I retired to my room and that’s where my story begins. I was looking out of the window thinking about M. I suspect M is not an ordinary human kind of girl. She surely has to be an angel. She is so terribly attractive that it hurts me to look at her. She’s the girl I want to marry, grow old with, watch sunsets, get drunk on the porch and do all those things old people do with. The dog looked a little pathetic and sorry now. The hair goop was all melting and dripping down his face making him look like a punk rocker whose c.d’s didn’t sell anymore. I think I love M. She is two years older than me. I also think she doesn’t even knows my name. But that’s ok.

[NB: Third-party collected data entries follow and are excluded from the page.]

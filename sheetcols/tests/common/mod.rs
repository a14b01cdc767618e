#![allow(dead_code)]

use std::io::{Cursor, Read, Write};
use zip::write::SimpleFileOptions;
use zip::{ZipArchive, ZipWriter};

pub const CALC_CHAIN_PART: &str = "xl/calcChain.xml";

const WORKSHEET_CONTENT_TYPE: &str =
    "application/vnd.openxmlformats-officedocument.spreadsheetml.worksheet+xml";

/// A worksheet for the mock package: its name and the children of `<worksheet>`
pub struct MockSheet {
    pub name: String,
    pub body: String,
}

impl MockSheet {
    pub fn new(name: &str, body: &str) -> Self {
        Self {
            name: name.to_string(),
            body: body.to_string(),
        }
    }

    /// A sheet with one row of inline strings starting at A1
    pub fn with_header(name: &str, headers: &[&str]) -> Self {
        Self::new(name, &format!("<sheetData>{}</sheetData>", inline_row(1, headers)))
    }
}

/// `<row>` of inline string cells starting in column A
pub fn inline_row(row: u32, values: &[&str]) -> String {
    let cells: String = values
        .iter()
        .enumerate()
        .map(|(i, v)| {
            format!(
                r#"<c r="{}{}" t="inlineStr"><is><t>{}</t></is></c>"#,
                column_letter(i as u32 + 1),
                row,
                v
            )
        })
        .collect();
    format!(r#"<row r="{}">{}</row>"#, row, cells)
}

fn column_letter(col: u32) -> char {
    (b'A' + (col - 1) as u8) as char
}

/// Options for the parts that surround the worksheets
#[derive(Default)]
pub struct MockOptions<'a> {
    pub shared_strings: &'a [&'a str],
    pub calc_chain: bool,
}

/// Build a minimal but complete XLSX package in memory
pub fn create_mock_xlsx(sheets: &[MockSheet], options: &MockOptions) -> anyhow::Result<Vec<u8>> {
    let mut zip = ZipWriter::new(Cursor::new(Vec::new()));
    let file_options =
        SimpleFileOptions::default().compression_method(zip::CompressionMethod::Deflated);

    // 1. [Content_Types].xml
    zip.start_file("[Content_Types].xml", file_options)?;
    let mut content_types = String::from(
        r#"<?xml version="1.0" encoding="UTF-8" standalone="yes"?>
<Types xmlns="http://schemas.openxmlformats.org/package/2006/content-types"><Default Extension="rels" ContentType="application/vnd.openxmlformats-package.relationships+xml"/><Default Extension="xml" ContentType="application/xml"/><Override PartName="/xl/workbook.xml" ContentType="application/vnd.openxmlformats-officedocument.spreadsheetml.sheet.main+xml"/><Override PartName="/xl/styles.xml" ContentType="application/vnd.openxmlformats-officedocument.spreadsheetml.styles+xml"/>"#,
    );
    for i in 0..sheets.len() {
        content_types.push_str(&format!(
            r#"<Override PartName="/xl/worksheets/sheet{}.xml" ContentType="{}"/>"#,
            i + 1,
            WORKSHEET_CONTENT_TYPE
        ));
    }
    if !options.shared_strings.is_empty() {
        content_types.push_str(r#"<Override PartName="/xl/sharedStrings.xml" ContentType="application/vnd.openxmlformats-officedocument.spreadsheetml.sharedStrings+xml"/>"#);
    }
    if options.calc_chain {
        content_types.push_str(r#"<Override PartName="/xl/calcChain.xml" ContentType="application/vnd.openxmlformats-officedocument.spreadsheetml.calcChain+xml"/>"#);
    }
    content_types.push_str("</Types>");
    zip.write_all(content_types.as_bytes())?;

    // 2. _rels/.rels
    zip.start_file("_rels/.rels", file_options)?;
    zip.write_all(br#"<?xml version="1.0" encoding="UTF-8" standalone="yes"?>
<Relationships xmlns="http://schemas.openxmlformats.org/package/2006/relationships"><Relationship Id="rId1" Type="http://schemas.openxmlformats.org/officeDocument/2006/relationships/officeDocument" Target="xl/workbook.xml"/></Relationships>"#)?;

    // 3. xl/workbook.xml
    zip.start_file("xl/workbook.xml", file_options)?;
    let mut workbook_xml = String::from(
        r#"<?xml version="1.0" encoding="UTF-8" standalone="yes"?>
<workbook xmlns="http://schemas.openxmlformats.org/spreadsheetml/2006/main" xmlns:r="http://schemas.openxmlformats.org/officeDocument/2006/relationships"><sheets>"#,
    );
    for (i, sheet) in sheets.iter().enumerate() {
        workbook_xml.push_str(&format!(
            r#"<sheet name="{}" sheetId="{}" r:id="rId{}"/>"#,
            sheet.name,
            i + 1,
            i + 1
        ));
    }
    workbook_xml.push_str("</sheets></workbook>");
    zip.write_all(workbook_xml.as_bytes())?;

    // 4. xl/_rels/workbook.xml.rels
    zip.start_file("xl/_rels/workbook.xml.rels", file_options)?;
    let mut rels_xml = String::from(
        r#"<?xml version="1.0" encoding="UTF-8" standalone="yes"?>
<Relationships xmlns="http://schemas.openxmlformats.org/package/2006/relationships">"#,
    );
    for i in 0..sheets.len() {
        rels_xml.push_str(&format!(
            r#"<Relationship Id="rId{}" Type="http://schemas.openxmlformats.org/officeDocument/2006/relationships/worksheet" Target="worksheets/sheet{}.xml"/>"#,
            i + 1,
            i + 1
        ));
    }
    let next_id = sheets.len() + 1;
    rels_xml.push_str(&format!(
        r#"<Relationship Id="rId{}" Type="http://schemas.openxmlformats.org/officeDocument/2006/relationships/styles" Target="styles.xml"/>"#,
        next_id
    ));
    if !options.shared_strings.is_empty() {
        rels_xml.push_str(&format!(
            r#"<Relationship Id="rId{}" Type="http://schemas.openxmlformats.org/officeDocument/2006/relationships/sharedStrings" Target="sharedStrings.xml"/>"#,
            next_id + 1
        ));
    }
    if options.calc_chain {
        rels_xml.push_str(&format!(
            r#"<Relationship Id="rId{}" Type="http://schemas.openxmlformats.org/officeDocument/2006/relationships/calcChain" Target="calcChain.xml"/>"#,
            next_id + 2
        ));
    }
    rels_xml.push_str("</Relationships>");
    zip.write_all(rels_xml.as_bytes())?;

    // 5. xl/styles.xml with a bold font at style index 1 and a date format at 2
    zip.start_file("xl/styles.xml", file_options)?;
    zip.write_all(br#"<?xml version="1.0" encoding="UTF-8" standalone="yes"?>
<styleSheet xmlns="http://schemas.openxmlformats.org/spreadsheetml/2006/main"><fonts count="2"><font><sz val="11"/><name val="Calibri"/></font><font><b/><sz val="11"/><name val="Calibri"/></font></fonts><fills count="1"><fill><patternFill patternType="none"/></fill></fills><borders count="1"><border/></borders><cellStyleXfs count="1"><xf numFmtId="0" fontId="0" fillId="0" borderId="0"/></cellStyleXfs><cellXfs count="3"><xf numFmtId="0" fontId="0" fillId="0" borderId="0" xfId="0"/><xf numFmtId="0" fontId="1" fillId="0" borderId="0" xfId="0" applyFont="1"/><xf numFmtId="14" fontId="0" fillId="0" borderId="0" xfId="0" applyNumberFormat="1"/></cellXfs></styleSheet>"#)?;

    // 6. xl/sharedStrings.xml
    if !options.shared_strings.is_empty() {
        zip.start_file("xl/sharedStrings.xml", file_options)?;
        let mut sst = format!(
            r#"<?xml version="1.0" encoding="UTF-8" standalone="yes"?>
<sst xmlns="http://schemas.openxmlformats.org/spreadsheetml/2006/main" count="{0}" uniqueCount="{0}">"#,
            options.shared_strings.len()
        );
        for s in options.shared_strings {
            sst.push_str(&format!("<si><t>{}</t></si>", s));
        }
        sst.push_str("</sst>");
        zip.write_all(sst.as_bytes())?;
    }

    // 7. xl/calcChain.xml
    if options.calc_chain {
        zip.start_file(CALC_CHAIN_PART, file_options)?;
        zip.write_all(br#"<?xml version="1.0" encoding="UTF-8" standalone="yes"?>
<calcChain xmlns="http://schemas.openxmlformats.org/spreadsheetml/2006/main"><c r="D2" i="1"/></calcChain>"#)?;
    }

    // 8. sheets
    for (i, sheet) in sheets.iter().enumerate() {
        zip.start_file(format!("xl/worksheets/sheet{}.xml", i + 1), file_options)?;
        let xml = format!(
            r#"<?xml version="1.0" encoding="UTF-8" standalone="yes"?>
<worksheet xmlns="http://schemas.openxmlformats.org/spreadsheetml/2006/main" xmlns:r="http://schemas.openxmlformats.org/officeDocument/2006/relationships">{}</worksheet>"#,
            sheet.body
        );
        zip.write_all(xml.as_bytes())?;
    }

    Ok(zip.finish()?.into_inner())
}

/// Names of all files in a package, in archive order
pub fn part_names(data: &[u8]) -> anyhow::Result<Vec<String>> {
    let archive = ZipArchive::new(Cursor::new(data))?;
    Ok(archive.file_names().map(str::to_string).collect::<Vec<_>>())
}

/// Raw bytes of one part, `None` when the package lacks it
pub fn read_part(data: &[u8], name: &str) -> anyhow::Result<Option<Vec<u8>>> {
    let mut archive = ZipArchive::new(Cursor::new(data))?;
    let mut file = match archive.by_name(name) {
        Ok(file) => file,
        Err(zip::result::ZipError::FileNotFound) => return Ok(None),
        Err(e) => return Err(e.into()),
    };
    let mut content = Vec::new();
    file.read_to_end(&mut content)?;
    Ok(Some(content))
}

pub fn read_part_string(data: &[u8], name: &str) -> anyhow::Result<String> {
    let bytes = read_part(data, name)?
        .ok_or_else(|| anyhow::anyhow!("part {} is missing", name))?;
    Ok(String::from_utf8(bytes)?)
}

Ill wait for her to grow up and shed her layers of silly girlfriends and bevy of admirers. Ill wait for her to know my name. I have all the time in the world M…
I knew there was no way I could take a walk that night. Not without my parents flaying me dead at any rate but I decided to give it a shot all the same. I don’t think I walked. I definitely remember soaring through the night dodging errant stars with the light night wrapping me up in its wispy folds. I climbed out of the window, slid down the pear tree. I scraped myself in a few hundred places that night I reckon. I flew all the way to M’s house, hovered under her window and serenaded her. I made up this lovely song completely impromptu. I think it went something like tum-ti-ta-ti-tum la la tum. Nothing happened. Nothing came flying out of the window. Nobody called the cops. Nothing.
Just when I was contemplating slowly slinking away the curtains parted and M’s angel face peeped out. ‘Oh Adi, this is such a surprise. Why don’t you come in for sometime?’ I didn’t care about what Captain Underpants and The Frog Princess will do to me when they realize I have broken out of my room. I didn’t care a fig about my scratches and bruises. It wouldn’t have been too awful if I just dropped dead from some kind of blood infection or if big pus filled zit had erupted on my nose right then. M knew my name and that’s all that mattered.